Recent suits against “BigTech” and expert reports about the digital economy have created a particular interest in the regulation of technology firms. Many argue that enforcers should apply antitrust laws to restrain what could be monopolistic practices. This is especially the case with digital platforms such as Facebook and Amazon. Part of the interest in regulating BigTech stems from a renewed awareness of competition policy and the potential expansion of its scope. For instance, some enforcers have deemed privacy intrusion an exploitative abuse of dominance.

Antitrust law is based on a set of broad standards that are often hard to interpret to preserve market rivalry. And this endeavor only focuses on a concrete actual or potential market failure: monopoly power. It is well-known that antitrust cases are brought before generalist courts in most jurisdictions.

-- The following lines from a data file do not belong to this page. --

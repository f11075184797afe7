//! # Accord Protocol 共有型定義
//!
//! チャレンジとリモートピアの間で交換されるワイヤメッセージを
//! Rust構造体として提供する。
//!
//! ## エンコーディング規則
//! - Base64: バイナリデータ（公開鍵、nonce、暗号文、署名）
//! - Hex: ハンドシェイクnonce（32バイトのランダム値）

use std::fmt;
use std::str::FromStr;

use serde::{Deserialize, Serialize};

// ---------------------------------------------------------------------------
// 実行環境モード
// ---------------------------------------------------------------------------

/// 接続両端の実行環境モード。dev↔prodの相互接続は禁止される。
#[derive(Debug, Clone, Copy, PartialEq, Eq, Serialize, Deserialize)]
#[serde(rename_all = "lowercase")]
pub enum EnvironmentMode {
    /// 開発環境
    Dev,
    /// 本番環境
    Prod,
}

impl fmt::Display for EnvironmentMode {
    fn fmt(&self, f: &mut fmt::Formatter<'_>) -> fmt::Result {
        match self {
            EnvironmentMode::Dev => write!(f, "dev"),
            EnvironmentMode::Prod => write!(f, "prod"),
        }
    }
}

impl FromStr for EnvironmentMode {
    type Err = UnknownEnvironmentMode;

    fn from_str(s: &str) -> Result<Self, Self::Err> {
        match s {
            "dev" => Ok(EnvironmentMode::Dev),
            "prod" => Ok(EnvironmentMode::Prod),
            other => Err(UnknownEnvironmentMode(other.to_string())),
        }
    }
}

/// 未知の環境モード文字列。
#[derive(Debug, thiserror::Error)]
#[error("未知の環境モード: {0}")]
pub struct UnknownEnvironmentMode(pub String);

// ---------------------------------------------------------------------------
// ハンドシェイクメッセージ（双方向チャネル）
// ---------------------------------------------------------------------------

/// 双方向チャネルのハンドシェイクで交換される平文JSONメッセージ。
///
/// ハンドシェイク完了後のフレームはすべて [`EncryptedEnvelope`] で包まれる。
#[derive(Debug, Clone, Serialize, Deserialize)]
#[serde(tag = "type", rename_all = "snake_case")]
pub enum HandshakeMessage {
    /// 接続開始。イニシエータが送信する。
    AttestationBegin {
        /// 32バイトランダムnonceのhex表現
        nonce: String,
        /// 接続先ピアの識別子
        peer_id: String,
        /// Base64エンコードされたイニシエータのX25519公開鍵（32バイト）
        local_public_key: String,
        /// Base64エンコードされたAttestation Quote（取得できた場合のみ）
        #[serde(skip_serializing_if = "Option::is_none")]
        quote: Option<String>,
        /// Attestationイベントログ（JSON文字列、取得できた場合のみ）
        #[serde(skip_serializing_if = "Option::is_none")]
        event_log: Option<String>,
    },
    /// アクセプタの公開鍵応答。
    AttestationResponse {
        /// Base64エンコードされたアクセプタのX25519公開鍵（32バイト）
        peer_public_key: String,
    },
    /// ハンドシェイク完了通知。鍵導出用saltを運ぶ。
    AttestationOk {
        /// Base64エンコードされたHKDF salt
        hkdf_salt: String,
    },
}

// ---------------------------------------------------------------------------
// 暗号化エンベロープ
// ---------------------------------------------------------------------------

/// 暗号化方式の識別タグ。
pub const ENC_CHACHA20POLY1305: &str = "chacha20poly1305";

/// AEADで暗号化されたワイヤフレーム。
///
/// ciphertextは暗号文の末尾に16バイトの認証タグを連結したもの。
#[derive(Debug, Clone, Serialize, Deserialize)]
pub struct EncryptedEnvelope {
    /// 暗号化方式タグ（現在は `"chacha20poly1305"` のみ）
    pub enc: String,
    /// Base64エンコードされた12バイトランダムnonce
    pub nonce: String,
    /// Base64エンコードされた暗号文（ct‖tag）
    pub ciphertext: String,
}

// ---------------------------------------------------------------------------
// ブートストラップHTTP（単発署名セッション確立）
// ---------------------------------------------------------------------------

/// `POST {base}/attestation/challenge` のレスポンス。
#[derive(Debug, Clone, Serialize, Deserialize)]
pub struct NonceResponse {
    /// ピアが発行した不透明なnonce文字列
    pub nonce: String,
}

/// ブートストラップ時に提出するAttestation証跡。
///
/// Quoteが取得できない環境では各フィールドがnullのまま提出される
/// （非致命、ピア側のポリシーで判断される）。
#[derive(Debug, Clone, Serialize, Deserialize)]
pub struct AttestationEvidence {
    /// Attestation種別（例: `"Tdx"`）
    pub attestation_type: String,
    /// ピアが発行したnonce（report_dataのバインド対象）
    pub nonce: String,
    /// Base64エンコードされたQuote
    pub quote: Option<String>,
    /// イベントログ（JSON文字列）
    pub event_log: Option<String>,
    /// 測定値の一覧
    pub measurements: Vec<String>,
    /// 実行環境の能力宣言（例: `["cvm"]`）
    pub capabilities: Vec<String>,
}

/// `POST {base}/attest` のリクエスト本文。
#[derive(Debug, Clone, Serialize, Deserialize)]
pub struct AttestRequest {
    /// Base64エンコードされたEd25519署名用公開鍵
    pub ephemeral_public_key: String,
    /// Attestation証跡
    pub attestation: AttestationEvidence,
    /// Base64エンコードされたX25519暗号化用公開鍵
    pub encryption_public_key: String,
}

/// `POST {base}/attest` のレスポンス本文。
#[derive(Debug, Clone, Serialize, Deserialize)]
pub struct AttestResponse {
    /// 以後の署名付きリクエストに付与するセッショントークン
    pub session_token: String,
    /// 鍵導出パラメータ（ピアが暗号化をサポートする場合のみ）
    #[serde(skip_serializing_if = "Option::is_none")]
    pub crypto: Option<CryptoBlock>,
}

/// AEAD鍵導出に必要なピア側パラメータ。
#[derive(Debug, Clone, Serialize, Deserialize)]
pub struct CryptoBlock {
    /// Base64エンコードされたピアのX25519公開鍵
    pub peer_encryption_public_key: String,
    /// Base64エンコードされたHKDF salt
    pub hkdf_salt: String,
}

If assessing whether a merger substantially lessens competition is hard for a judge or a tribunal, imagine how hard it can be to determine the equilibrium effect of a legal remedy to protect people’s privacy or how effective a remedy to tackle disinformation can be.

For related but different reasons, Senator Bennet recently introduced the Digital Platform Commission Act of 2022 in both the Senate and the House to create a new agency (the Federal Digital Platform Commission) to deal with the regulation of the technology sector. In the preamble, it is clear that anticompetitive conduct is just one of many harms the Act intends to deter, which include “undercutting small businesses;” “abetting the collapse of trusted local journalism;” “enabling addiction and other harms to the mental health of the people of the United States, especially minors;” “disseminating disinformation and hate speech;” “undermining privacy and monetizing the personal data of individuals in the United States without their informed consent;” and “in some cases, radicalizing individuals to violence.”

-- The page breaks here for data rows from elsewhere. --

//! # ORMクライアント
//!
//! 確立済みセキュアチャネルの上で構造化クエリを実行する。
//! スキーマ未指定のクエリにはテナント既定スキーマ
//! （`challenge_{tenant_id}`）が補完される。

use std::sync::Arc;

use serde::Deserialize;
use serde_json::{json, Value};
use tracing::debug;

use accord_channel::SecureChannel;

use crate::query::{
    AggregateFunction, ColumnValue, FilterOperator, Operation, OrmQuery, QueryFilter, QueryResult,
    SortDirection,
};
use crate::OrmError;

/// テナントIDから既定スキーマ名を導出する。
///
/// 英数字以外の文字はすべて `_` に正規化される。
pub fn default_schema(tenant_id: &str) -> String {
    let normalized: String = tenant_id
        .chars()
        .map(|c| if c.is_ascii_alphanumeric() { c } else { '_' })
        .collect();
    format!("challenge_{normalized}")
}

/// クエリに対するピアの応答。これ以外の形はプロトコル違反。
#[derive(Debug, Deserialize)]
#[serde(tag = "type", rename_all = "snake_case")]
enum OrmResponse {
    OrmResult { result: QueryResult },
    Error { message: String },
}

/// セキュアチャネル越しのクエリクライアント。
pub struct OrmClient {
    channel: Arc<SecureChannel>,
    schema: String,
}

impl OrmClient {
    pub fn new(channel: Arc<SecureChannel>, tenant_id: &str) -> Self {
        Self {
            channel,
            schema: default_schema(tenant_id),
        }
    }

    /// このクライアントが補完する既定スキーマ名。
    pub fn schema(&self) -> &str {
        &self.schema
    }

    /// クエリビルダーを開始する。
    pub fn query(&self, table: impl Into<String>) -> QueryBuilder<'_> {
        QueryBuilder {
            client: self,
            query: OrmQuery::new(Operation::Select, table),
        }
    }

    /// クエリを送信し、結果またはピアのエラーを返す。
    pub async fn execute(&self, mut query: OrmQuery) -> Result<QueryResult, OrmError> {
        query.validate_local()?;
        if query.schema.is_none() {
            query.schema = Some(self.schema.clone());
        }

        debug!(operation = %query.operation, table = %query.table, "クエリを送信します");
        let message = json!({"type": "orm_query", "query": query});
        let response = self.channel.send_message(message).await?;

        match serde_json::from_value::<OrmResponse>(response) {
            Ok(OrmResponse::OrmResult { result }) => Ok(result),
            Ok(OrmResponse::Error { message }) => Err(OrmError::Remote(message)),
            Err(e) => Err(OrmError::Protocol(format!(
                "応答がorm_result/errorのいずれでもありません: {e}"
            ))),
        }
    }

    /// 単純なSELECT。
    pub async fn select(
        &self,
        table: &str,
        columns: Option<Vec<String>>,
        filters: Vec<QueryFilter>,
    ) -> Result<QueryResult, OrmError> {
        let mut query = OrmQuery::new(Operation::Select, table);
        query.columns = columns;
        query.filters = filters;
        self.execute(query).await
    }

    /// 行数を数える。結果は `count` カラム1行で返る。
    pub async fn count(&self, table: &str, filters: Vec<QueryFilter>) -> Result<u64, OrmError> {
        let mut query = OrmQuery::new(Operation::Count, table);
        query.filters = filters;
        query.add_aggregation(AggregateFunction::Count, "*", Some("count".to_string()));

        let result = self.execute(query).await?;
        result
            .rows
            .first()
            .and_then(|row| row.get("count"))
            .and_then(Value::as_u64)
            .ok_or_else(|| {
                OrmError::Protocol("count結果にcountカラムがありません".to_string())
            })
    }

    /// 1行挿入する。
    pub async fn insert(
        &self,
        table: &str,
        values: Vec<ColumnValue>,
    ) -> Result<QueryResult, OrmError> {
        let mut query = OrmQuery::new(Operation::Insert, table);
        query.values = Some(values);
        self.execute(query).await
    }

    /// フィルタに一致する行を更新する。フィルタなしはローカルで拒否。
    pub async fn update(
        &self,
        table: &str,
        set_values: Vec<ColumnValue>,
        filters: Vec<QueryFilter>,
    ) -> Result<QueryResult, OrmError> {
        let mut query = OrmQuery::new(Operation::Update, table);
        query.set_values = Some(set_values);
        query.filters = filters;
        self.execute(query).await
    }

    /// フィルタに一致する行を削除する。フィルタなしはローカルで拒否。
    pub async fn delete(
        &self,
        table: &str,
        filters: Vec<QueryFilter>,
    ) -> Result<QueryResult, OrmError> {
        let mut query = OrmQuery::new(Operation::Delete, table);
        query.filters = filters;
        self.execute(query).await
    }
}

/// SELECT系クエリの流暢なビルダー。
pub struct QueryBuilder<'a> {
    client: &'a OrmClient,
    query: OrmQuery,
}

impl QueryBuilder<'_> {
    pub fn columns(mut self, columns: Vec<String>) -> Self {
        self.query.columns = Some(columns);
        self
    }

    pub fn filter(mut self, column: &str, operator: FilterOperator, value: Value) -> Self {
        self.query.add_filter(column, operator, value);
        self
    }

    pub fn order_by(mut self, column: &str, direction: SortDirection) -> Self {
        self.query.add_order(column, direction);
        self
    }

    pub fn limit(mut self, limit: u64) -> Self {
        self.query.limit = Some(limit);
        self
    }

    pub fn offset(mut self, offset: u64) -> Self {
        self.query.offset = Some(offset);
        self
    }

    pub fn aggregate(mut self, function: AggregateFunction, column: &str, alias: &str) -> Self {
        self.query
            .add_aggregation(function, column, Some(alias.to_string()));
        self
    }

    pub async fn execute(self) -> Result<QueryResult, OrmError> {
        self.client.execute(self.query).await
    }
}
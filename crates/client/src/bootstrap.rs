//! # セッションブートストラップ
//!
//! 双方向チャネルを張れないピアに対し、HTTP 2リクエストで署名セッションを
//! 確立する。
//!
//! 1. `POST {base}/attestation/challenge` — ピア発行のnonceを取得
//! 2. `POST {base}/attest` — nonceに束縛したAttestation証跡と
//!    エフェメラル公開鍵2本を提出し、セッショントークンを受領
//!
//! ピアが暗号化をサポートしていればレスポンスの `crypto` ブロックから
//! AEAD鍵を導出する。ブートストラップの失敗はすべて致命的で、
//! 部分的に確立したセッションは残らない。

use tracing::{debug, info, warn};

use accord_crypto::quote::QuoteSource;
use accord_crypto::{derive_session_key, ecdh_derive_shared_secret, sha256, AeadSession};
use accord_types::{AttestRequest, AttestResponse, AttestationEvidence, NonceResponse};

use crate::session::SigningSession;
use crate::signer::OutboundSigner;
use crate::{ClientError, ATTEST_TIMEOUT, NONCE_TIMEOUT};

fn b64_decode(s: &str) -> Result<Vec<u8>, ClientError> {
    use base64::Engine;
    base64::engine::general_purpose::STANDARD
        .decode(s)
        .map_err(|e| ClientError::MalformedResponse(format!("Base64デコード失敗: {e}")))
}

/// 非成功ステータスと空本文を弾き、本文テキストを返す。
async fn require_body(endpoint: &str, response: reqwest::Response) -> Result<String, ClientError> {
    let status = response.status();
    let body = response.text().await.unwrap_or_default();
    if !status.is_success() {
        return Err(ClientError::PeerRejected {
            endpoint: endpoint.to_string(),
            status: status.as_u16(),
            body,
        });
    }
    if body.trim().is_empty() {
        return Err(ClientError::EmptyResponse(endpoint.to_string()));
    }
    Ok(body)
}

fn parse<T: serde::de::DeserializeOwned>(endpoint: &str, body: &str) -> Result<T, ClientError> {
    serde_json::from_str(body)
        .map_err(|e| ClientError::MalformedResponse(format!("{endpoint}: {e}")))
}

/// Attestationセッションを確立し、署名付きリクエストを送れる
/// [`OutboundSigner`] を返す。
pub async fn bootstrap_attested_session(
    base_url: &str,
    quote_source: Option<&dyn QuoteSource>,
) -> Result<OutboundSigner, ClientError> {
    let base = base_url.trim_end_matches('/');
    let http = reqwest::Client::new();

    // 1. nonce取得
    let nonce_endpoint = format!("{base}/attestation/challenge");
    debug!(endpoint = %nonce_endpoint, "Attestation nonceを要求します");
    let response = http
        .post(&nonce_endpoint)
        .timeout(NONCE_TIMEOUT)
        .send()
        .await?;
    let body = require_body(&nonce_endpoint, response).await?;
    let NonceResponse { nonce } = parse(&nonce_endpoint, &body)?;

    // 2. 証跡と公開鍵の提出
    let mut session = SigningSession::generate();

    // report_dataはピア発行nonce文字列のSHA-256
    let evidence = match quote_source {
        Some(source) => source.quote(sha256(nonce.as_bytes())).await,
        None => None,
    };
    if quote_source.is_some() && evidence.is_none() {
        warn!("Quoteを取得できませんでした。証跡なしで提出します");
    }

    let request = AttestRequest {
        ephemeral_public_key: session.public_key_b64(),
        attestation: AttestationEvidence {
            attestation_type: "Tdx".to_string(),
            nonce,
            quote: evidence.as_ref().map(|e| e.quote.clone()),
            event_log: evidence.and_then(|e| e.event_log),
            measurements: Vec::new(),
            capabilities: vec!["cvm".to_string()],
        },
        encryption_public_key: session.encryption_public_key_b64(),
    };

    let attest_endpoint = format!("{base}/attest");
    let response = http
        .post(&attest_endpoint)
        .timeout(ATTEST_TIMEOUT)
        .json(&request)
        .send()
        .await?;
    let body = require_body(&attest_endpoint, response).await?;
    let attest: AttestResponse = parse(&attest_endpoint, &body)?;

    // 3. ピアが暗号化をサポートしていればAEAD鍵を導出
    let aead = match &attest.crypto {
        Some(block) => {
            let peer_key_bytes = b64_decode(&block.peer_encryption_public_key)?;
            let peer_public = accord_crypto::x25519_public_from_bytes(&peer_key_bytes)?;
            let salt = b64_decode(&block.hkdf_salt)?;
            let shared = ecdh_derive_shared_secret(session.encryption_secret(), &peer_public);
            Some(AeadSession::new(derive_session_key(&salt, &shared)?))
        }
        None => {
            debug!("ピアは本文暗号化をサポートしていません");
            None
        }
    };

    let encrypted = aead.is_some();
    session.establish(attest.session_token, aead);
    info!(base_url = base, encrypted, "署名セッションを確立しました");
    Ok(OutboundSigner::new(base.to_string(), session))
}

According to Senator Bennet, current American institutions are inadequate for regulating the technology sector. Bennet centers his argumentation on the fact that the Federal Trade Commission (FTC) and the Department of Justice (DOJ) are focused on antitrust cases and do not address many of the industry’s most pressing issues, such as disinformation and children’s safety. Nevertheless, a clear advantage of a specialized agency is that experts enforce the regulations and make new rules. 

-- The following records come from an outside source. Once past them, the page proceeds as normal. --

//! # 相互Attestationハンドシェイク
//!
//! WebSocket確立直後に平文JSONで行う3メッセージ交換。
//!
//! ```text
//! イニシエータ                         アクセプタ
//!   attestation_begin    ──────────▶   nonce束縛・環境モード検証
//!                        ◀──────────   attestation_response
//!                        ◀──────────   attestation_ok (hkdf_salt)
//! ```
//!
//! 双方がX25519 ECDHの共有秘密とアクセプタ発行のsaltから
//! HKDF-SHA256でセッション鍵を導出する。ハンドシェイク以後の
//! フレームはすべて暗号化される。

use futures_util::{Sink, SinkExt, Stream, StreamExt};
use rand::rngs::OsRng;
use rand::RngCore;
use tokio_tungstenite::tungstenite::{Error as WsError, Message};
use tracing::{debug, warn};
use x25519_dalek::{PublicKey as X25519PublicKey, StaticSecret as X25519StaticSecret};

use accord_crypto::quote::verify_peer_quote;
use accord_crypto::{derive_session_key, ecdh_derive_shared_secret, sha256, AeadSession};
use accord_types::{EnvironmentMode, HandshakeMessage};

use crate::ChannelError;

pub use accord_crypto::quote::{QuoteEvidence, QuoteSource};

/// アクセプタ側のハンドシェイク結果。
#[derive(Debug, Clone)]
pub struct HandshakeInfo {
    /// イニシエータが名乗ったピア識別子
    pub peer_id: String,
    /// Quoteが提示され検証を通過したか
    pub quote_verified: bool,
}

/// 次の平文ハンドシェイクメッセージを受信する。
///
/// Ping/Pongフレームは読み飛ばす。ストリーム終端・Closeフレーム・
/// テキスト以外のデータフレームはハンドシェイク失敗として扱う。
async fn recv_handshake<S>(ws: &mut S) -> Result<HandshakeMessage, ChannelError>
where
    S: Stream<Item = Result<Message, WsError>> + Unpin,
{
    loop {
        let frame = ws
            .next()
            .await
            .ok_or_else(|| ChannelError::Handshake("ピアが接続を切断しました".to_string()))?
            .map_err(|e| ChannelError::Transport(e.to_string()))?;

        match frame {
            Message::Text(text) => {
                return serde_json::from_str(&text)
                    .map_err(|e| ChannelError::Handshake(format!("不正なメッセージ: {e}")));
            }
            Message::Ping(_) | Message::Pong(_) => continue,
            Message::Close(_) => {
                return Err(ChannelError::Handshake(
                    "ハンドシェイク中にCloseフレームを受信しました".to_string(),
                ));
            }
            other => {
                return Err(ChannelError::Handshake(format!(
                    "期待外のフレーム種別: {other:?}"
                )));
            }
        }
    }
}

async fn send_handshake<S>(ws: &mut S, message: &HandshakeMessage) -> Result<(), ChannelError>
where
    S: Sink<Message, Error = WsError> + Unpin,
{
    let text = serde_json::to_string(message)
        .map_err(|e| ChannelError::Handshake(format!("シリアライズ失敗: {e}")))?;
    ws.send(Message::Text(text))
        .await
        .map_err(|e| ChannelError::Transport(e.to_string()))
}

/// Base64エンコードされた32バイト公開鍵をデコードする。
fn decode_peer_key(b64: &str) -> Result<X25519PublicKey, ChannelError> {
    use base64::Engine;
    let bytes = base64::engine::general_purpose::STANDARD
        .decode(b64)
        .map_err(|e| ChannelError::Handshake(format!("公開鍵のBase64デコード失敗: {e}")))?;
    accord_crypto::x25519_public_from_bytes(&bytes)
        .map_err(|_| ChannelError::Handshake(format!("公開鍵の長さが不正: {} バイト", bytes.len())))
}

fn b64(data: &[u8]) -> String {
    use base64::Engine;
    base64::engine::general_purpose::STANDARD.encode(data)
}

/// イニシエータ側のハンドシェイクを実行する。
///
/// 成功時、導出済みセッション鍵を持つ [`AeadSession`] を返す。
/// 期待外のメッセージ・欠落フィールド・鍵長不正はすべて
/// [`ChannelError::Handshake`] で失敗し、チャネルは確立しない。
pub async fn initiate<S>(
    ws: &mut S,
    peer_id: &str,
    quote_source: Option<&dyn QuoteSource>,
) -> Result<AeadSession, ChannelError>
where
    S: Stream<Item = Result<Message, WsError>> + Sink<Message, Error = WsError> + Unpin,
{
    let mut nonce = [0u8; 32];
    OsRng.fill_bytes(&mut nonce);

    let local_secret = X25519StaticSecret::random_from_rng(OsRng);
    let local_public = X25519PublicKey::from(&local_secret);

    // report_dataはハンドシェイクnonceのSHA-256
    let evidence = match quote_source {
        Some(source) => source.quote(sha256(&nonce)).await,
        None => None,
    };
    if quote_source.is_some() && evidence.is_none() {
        warn!("Quoteを取得できませんでした。Quoteなしでハンドシェイクを続行します");
    }

    send_handshake(
        ws,
        &HandshakeMessage::AttestationBegin {
            nonce: hex::encode(nonce),
            peer_id: peer_id.to_string(),
            local_public_key: b64(local_public.as_bytes()),
            quote: evidence.as_ref().map(|e| e.quote.clone()),
            event_log: evidence.and_then(|e| e.event_log),
        },
    )
    .await?;

    let peer_public = match recv_handshake(ws).await? {
        HandshakeMessage::AttestationResponse { peer_public_key } => {
            decode_peer_key(&peer_public_key)?
        }
        other => {
            return Err(ChannelError::Handshake(format!(
                "attestation_responseを期待しましたが別のメッセージを受信: {other:?}"
            )));
        }
    };

    let hkdf_salt = match recv_handshake(ws).await? {
        HandshakeMessage::AttestationOk { hkdf_salt } => {
            use base64::Engine;
            base64::engine::general_purpose::STANDARD
                .decode(&hkdf_salt)
                .map_err(|e| ChannelError::Handshake(format!("saltのBase64デコード失敗: {e}")))?
        }
        other => {
            return Err(ChannelError::Handshake(format!(
                "attestation_okを期待しましたが別のメッセージを受信: {other:?}"
            )));
        }
    };

    let shared = ecdh_derive_shared_secret(&local_secret, &peer_public);
    let key = derive_session_key(&hkdf_salt, &shared)?;
    debug!(peer_id, "ハンドシェイク完了、セッション鍵を導出しました");
    Ok(AeadSession::new(key))
}

/// アクセプタ側のハンドシェイクを実行する。
///
/// イニシエータがQuoteを提示した場合はnonce束縛と環境モードを検証し、
/// 失敗すればハンドシェイクを拒否する。Quoteなしの接続は受理し、
/// [`HandshakeInfo::quote_verified`] で区別できるようにする。
pub async fn accept<S>(
    ws: &mut S,
    local_mode: EnvironmentMode,
) -> Result<(AeadSession, HandshakeInfo), ChannelError>
where
    S: Stream<Item = Result<Message, WsError>> + Sink<Message, Error = WsError> + Unpin,
{
    let (nonce_hex, peer_id, peer_key_b64, quote, event_log) = match recv_handshake(ws).await? {
        HandshakeMessage::AttestationBegin {
            nonce,
            peer_id,
            local_public_key,
            quote,
            event_log,
        } => (nonce, peer_id, local_public_key, quote, event_log),
        other => {
            return Err(ChannelError::Handshake(format!(
                "attestation_beginを期待しましたが別のメッセージを受信: {other:?}"
            )));
        }
    };

    let nonce = hex::decode(&nonce_hex)
        .map_err(|e| ChannelError::Handshake(format!("nonceのhexデコード失敗: {e}")))?;

    let quote_verified = match quote {
        Some(quote_b64) => {
            verify_peer_quote(&quote_b64, event_log.as_deref(), &nonce, local_mode)?;
            true
        }
        None => false,
    };

    let peer_public = decode_peer_key(&peer_key_b64)?;

    let local_secret = X25519StaticSecret::random_from_rng(OsRng);
    let local_public = X25519PublicKey::from(&local_secret);

    send_handshake(
        ws,
        &HandshakeMessage::AttestationResponse {
            peer_public_key: b64(local_public.as_bytes()),
        },
    )
    .await?;

    let mut salt = [0u8; 32];
    OsRng.fill_bytes(&mut salt);
    send_handshake(
        ws,
        &HandshakeMessage::AttestationOk {
            hkdf_salt: b64(&salt),
        },
    )
    .await?;

    let shared = ecdh_derive_shared_secret(&local_secret, &peer_public);
    let key = derive_session_key(&salt, &shared)?;
    debug!(peer_id, quote_verified, "ハンドシェイクを受理しました");
    Ok((
        AeadSession::new(key),
        HandshakeInfo {
            peer_id,
            quote_verified,
        },
    ))
}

The Digital Platform Commission Act of 2022 emphasizes the relevance of expertise by considering an 18-member Code Council that would develop behavioral codes, technical standards, and other policies for digital platforms that are either voluntary or enforceable. This Code Council would include representatives of digital platforms, non-profit organizations, academics, engineering, computer science, and other pertinent experts. It could propose new codes or standards to the Commission, which could adopt, reject, or modify them. Besides, the Commission could “recruit and train any software engineer, computer scientist, data scientist, or other individual with skills or expertise relevant to the responsibilities of the Commission” for purposes of monitoring violations. Oddly, these experts would be uncompensated. Platform markets are complex. Thus, having people with the relevant knowledge to enforce and create rules is essential for achieving the lawmakers’ goals.